DIRECTIONS: Report each line of the entries that includes "required" by copying it.

....................

//! Speech-to-text (STT) processing

use std::path::Path;

use async_trait::async_trait;
use secrecy::{ExposeSecret, SecretString};

use super::Transcriber;
use crate::config::{SttConfig, SttProvider};
use crate::{Error, Result};

/// Response from OpenAI Whisper transcription API
#[derive(serde::Deserialize)]
struct WhisperResponse {
    text: String,
}

/// Response from Deepgram transcription API
#[derive(serde::Deserialize)]
struct DeepgramResponse {
    results: DeepgramResults,
}

#[derive(serde::Deserialize)]
struct DeepgramResults {
    channels: Vec<DeepgramChannel>,
}

#[derive(serde::Deserialize)]
struct DeepgramChannel {
    alternatives: Vec<DeepgramAlternative>,
}

#[derive(serde::Deserialize)]
struct DeepgramAlternative {
    transcript: String,
}

/// MIME type for an audio file, from its extension
fn mime_for_path(path: &Path) -> &'static str {
    match path.extension().and_then(|e| e.to_str()) {
        Some("mp3") => "audio/mpeg",
        Some("m4a") => "audio/mp4",
        Some("wav") => "audio/wav",
        Some("webm") => "audio/webm",
        _ => "audio/ogg",
    }
}

fn request_error(provider: &str, e: &reqwest::Error) -> Error {
    tracing::error!(provider, error = %e, "STT request failed");
    Error::Stt(format!("{provider} request failed: {e}"))
}

/// Transcribes speech to text
pub struct SpeechToText {
    client: reqwest::Client,
    api_key: SecretString,
    model: String,
    base_url: String,
    provider: SttProvider,
}

impl SpeechToText {
    /// Create a new STT instance using `OpenAI` Whisper
    ///
    /// # Errors
    ///
    /// Returns error if API key is missing
    pub fn new_whisper(api_key: SecretString, model: String, base_url: String) -> Result<Self> {
        Self::new(SttProvider::Whisper, api_key, model, base_url)
    }

    /// Create a new STT instance using Deepgram
    ///
    /// # Errors
    ///
    /// Returns error if API key is missing
    pub fn new_deepgram(api_key: SecretString, model: String, base_url: String) -> Result<Self> {
        Self::new(SttProvider::Deepgram, api_key, model, base_url)
    }

    /// Create from the loaded configuration
    ///
    /// # Errors
    ///
    /// Returns error if the provider's API key is missing
    pub fn from_config(config: &SttConfig) -> Result<Self> {
        Self::new(
            config.provider,
            config.api_key.clone(),
            config.model.clone(),
            config.base_url.clone(),
        )
    }

    fn new(provider: SttProvider, api_key: SecretString, model: String, base_url: String) -> Result<Self> {
        if api_key.expose_secret().is_empty() {
            let message = match provider {
                SttProvider::Whisper => "OpenAI API key required for Whisper",
                SttProvider::Deepgram => "Deepgram API key required",
            };
            return Err(Error::Config(message.to_string()));
        }

        Ok(Self {
            client: reqwest::Client::new(),
            api_key,
            model,
            base_url: base_url.trim_end_matches('/').to_string(),
            provider,
        })
    }

    /// Transcribe audio to text
    ///
    /// # Arguments
    ///
    /// * `audio` - Encoded audio bytes
    /// * `file_name` - Name reported to the provider; Whisper infers the format from its extension
    /// * `mime` - MIME type of `audio`
    ///
    /// # Errors
    ///
    /// Returns error if transcription fails
    pub async fn transcribe_bytes(&self, audio: Vec<u8>, file_name: &str, mime: &str) -> Result<String> {
        match self.provider {
            SttProvider::Whisper => self.transcribe_whisper(audio, file_name, mime).await,
            SttProvider::Deepgram => self.transcribe_deepgram(audio, mime).await,
        }
    }

    /// Transcribe using OpenAI Whisper
    async fn transcribe_whisper(&self, audio: Vec<u8>, file_name: &str, mime: &str) -> Result<String> {
        tracing::debug!(audio_bytes = audio.len(), "starting Whisper transcription");

        let form = reqwest::multipart::Form::new()
            .part(
                "file",
                reqwest::multipart::Part::bytes(audio)
                    .file_name(file_name.to_string())
                    .mime_str(mime)
                    .map_err(|e| Error::Stt(e.to_string()))?,
            )
            .text("model", self.model.clone());

        let response = self
            .client
            .post(format!("{}/audio/transcriptions", self.base_url))
            .bearer_auth(self.api_key.expose_secret())
            .multipart(form)
            .send()
            .await
            .map_err(|e| request_error("Whisper", &e))?;

        let status = response.status();
        tracing::debug!(status = %status, "received response");

        if !status.is_success() {
            let body = response.text().await.unwrap_or_default();
            tracing::error!(status = %status, body = %body, "Whisper API error");
            return Err(Error::Stt(format!("Whisper API error {status}: {body}")));
        }

        let result: WhisperResponse = response.json().await.map_err(|e| {
            tracing::error!(error = %e, "failed to parse response");
            Error::Stt(format!("invalid Whisper response: {e}"))
        })?;

        tracing::info!(transcript = %result.text, "transcription complete");
        Ok(result.text)
    }

    /// Transcribe using Deepgram
    async fn transcribe_deepgram(&self, audio: Vec<u8>, mime: &str) -> Result<String> {
        tracing::debug!(audio_bytes = audio.len(), "starting Deepgram transcription");

        let response = self
            .client
            .post(format!("{}/listen", self.base_url))
            .query(&[("model", self.model.as_str()), ("punctuate", "true")])
            .header("Authorization", format!("Token {}", self.api_key.expose_secret()))
            .header("Content-Type", mime)
            .body(audio)
            .send()
            .await
            .map_err(|e| request_error("Deepgram", &e))?;

        let status = response.status();
        tracing::debug!(status = %status, "received response");

        if !status.is_success() {
            let body = response.text().await.unwrap_or_default();
            tracing::error!(status = %status, body = %body, "Deepgram API error");
            return Err(Error::Stt(format!("Deepgram API error {status}: {body}")));
        }

        let result: DeepgramResponse = response.json().await.map_err(|e| {
            tracing::error!(error = %e, "failed to parse Deepgram response");
            Error::Stt(format!("invalid Deepgram response: {e}"))
        })?;

        let transcript = result
            .results
            .channels
            .first()
            .and_then(|c| c.alternatives.first())
            .map(|a| a.transcript.clone())
            .unwrap_or_default();

        tracing::info!(transcript = %transcript, "transcription complete");
        Ok(transcript)
    }
}

#[async_trait]
impl Transcriber for SpeechToText {
    async fn transcribe(&self, path: &Path) -> Result<String> {
        let audio = tokio::fs::read(path)
            .await
            .map_err(|e| Error::Stt(format!("could not read {}: {e}", path.display())))?;
        let file_name = path
            .file_name()
            .and_then(|n| n.to_str())
            .unwrap_or("audio.ogg");

        self.transcribe_bytes(audio, file_name, mime_for_path(path)).await
    }
}

#[cfg(test)]
mod tests {
    use wiremock::matchers::{header, method, path, query_param};
    use wiremock::{Mock, MockServer, ResponseTemplate};

    use super::*;

    fn key() -> SecretString {
        SecretString::from("sk-test".to_string())
    }

    fn write_audio(dir: &Path, name: &str) -> std::path::PathBuf {
        let path = dir.join(name);
        std::fs::write(&path, b"OggS").unwrap();
        path
    }

    #[test]
    fn requires_api_key() {
        let empty = SecretString::from(String::new());
        assert!(matches!(
            SpeechToText::new_whisper(empty, "whisper-1".to_string(), String::new()),
            Err(Error::Config(_))
        ));
    }

    #[test]
    fn mime_follows_extension() {
        assert_eq!(mime_for_path(Path::new("a.ogg")), "audio/ogg");
        assert_eq!(mime_for_path(Path::new("a.mp3")), "audio/mpeg");
        assert_eq!(mime_for_path(Path::new("a")), "audio/ogg");
    }

    #[tokio::test]
    async fn whisper_transcribes_file() {
        let server = MockServer::start().await;
        Mock::given(method("POST"))
            .and(path("/v1/audio/transcriptions"))
            .and(header("authorization", "Bearer sk-test"))
            .respond_with(
                ResponseTemplate::new(200).set_body_json(serde_json::json!({"text": "What's the weather"})),
            )
            .expect(1)
            .mount(&server)
            .await;

        let dir = tempfile::tempdir().unwrap();
        let audio = write_audio(dir.path(), "abc.ogg");
        let stt = SpeechToText::new_whisper(key(), "whisper-1".to_string(), format!("{}/v1", server.uri())).unwrap();

        assert_eq!(stt.transcribe(&audio).await.unwrap(), "What's the weather");
    }

    #[tokio::test]
    async fn whisper_error_is_stt_error() {
        let server = MockServer::start().await;
        Mock::given(method("POST"))
            .and(path("/audio/transcriptions"))
            .respond_with(ResponseTemplate::new(400).set_body_string("unsupported format"))
            .mount(&server)
            .await;

        let dir = tempfile::tempdir().unwrap();
        let audio = write_audio(dir.path(), "abc.ogg");
        let stt = SpeechToText::new_whisper(key(), "whisper-1".to_string(), server.uri()).unwrap();

        let err = stt.transcribe(&audio).await.unwrap_err();
        assert!(matches!(err, Error::Stt(msg) if msg.contains("unsupported format")));
    }

    #[tokio::test]
    async fn deepgram_reads_first_alternative() {
        let server = MockServer::start().await;
        Mock::given(method("POST"))
            .and(path("/listen"))
            .and(query_param("model", "nova-2"))
            .and(header("authorization", "Token sk-test"))
            .and(header("content-type", "audio/ogg"))
            .respond_with(ResponseTemplate::new(200).set_body_json(serde_json::json!({
                "results": {"channels": [{"alternatives": [{"transcript": "hello"}]}]}
            })))
            .expect(1)
            .mount(&server)
            .await;

        let dir = tempfile::tempdir().unwrap();
        let audio = write_audio(dir.path(), "abc.ogg");
        let stt = SpeechToText::new_deepgram(key(), "nova-2".to_string(), server.uri()).unwrap();

        assert_eq!(stt.transcribe(&audio).await.unwrap(), "hello");
    }

    #[tokio::test]
    async fn missing_file_is_stt_error() {
        let stt = SpeechToText::new_whisper(key(), "whisper-1".to_string(), "http://127.0.0.1:1".to_string()).unwrap();
        let err = stt.transcribe(Path::new("/nonexistent/voice.ogg")).await.unwrap_err();
        assert!(matches!(err, Error::Stt(_)));
    }
}
//! Startup self-check
//!
//! Once the transport is connected and polling, the relay pings an external
//! healthcheck URL (e.g. a dead-man's-switch monitor). The result is only logged.

use std::time::Duration;

/// Timeout for the healthcheck request
const PING_TIMEOUT: Duration = Duration::from_secs(10);

/// Result of a single health check
#[derive(Debug, Clone, PartialEq, Eq)]
pub struct CheckResult {
    pub status: &'static str,
    pub message: Option<String>,
}

impl CheckResult {
    const fn ok() -> Self {
        Self {
            status: "ok",
            message: None,
        }
    }

    fn fail(message: impl Into<String>) -> Self {
        Self {
            status: "fail",
            message: Some(message.into()),
        }
    }

    /// Whether the check passed
    #[must_use]
    pub fn is_ok(&self) -> bool {
        self.status == "ok"
    }
}

/// GET `url` once and report the outcome
pub async fn ping(url: &str) -> CheckResult {
    let client = match reqwest::Client::builder().timeout(PING_TIMEOUT).build() {
        Ok(client) => client,
        Err(e) => return CheckResult::fail(format!("client setup failed: {e}")),
    };

    match client.get(url).send().await {
        Ok(resp) if resp.status().is_success() => CheckResult::ok(),
        Ok(resp) => CheckResult::fail(format!("status {}", resp.status())),
        Err(e) => CheckResult::fail(e.to_string()),
    }
}

/// Ping `url` in the background, logging the outcome
pub fn spawn_startup_check(url: String) -> tokio::task::JoinHandle<CheckResult> {
    tokio::spawn(async move {
        let result = ping(&url).await;
        if result.is_ok() {
            tracing::info!(url = %url, "healthcheck ping succeeded");
        } else {
            tracing::warn!(
                url = %url,
                reason = result.message.as_deref().unwrap_or_default(),
                "healthcheck ping failed"
            );
        }
        result
    })
}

....................

FINAL ANSWER:
                SttProvider::Whisper => "OpenAI API key required for Whisper",
                SttProvider::Deepgram => "Deepgram API key required",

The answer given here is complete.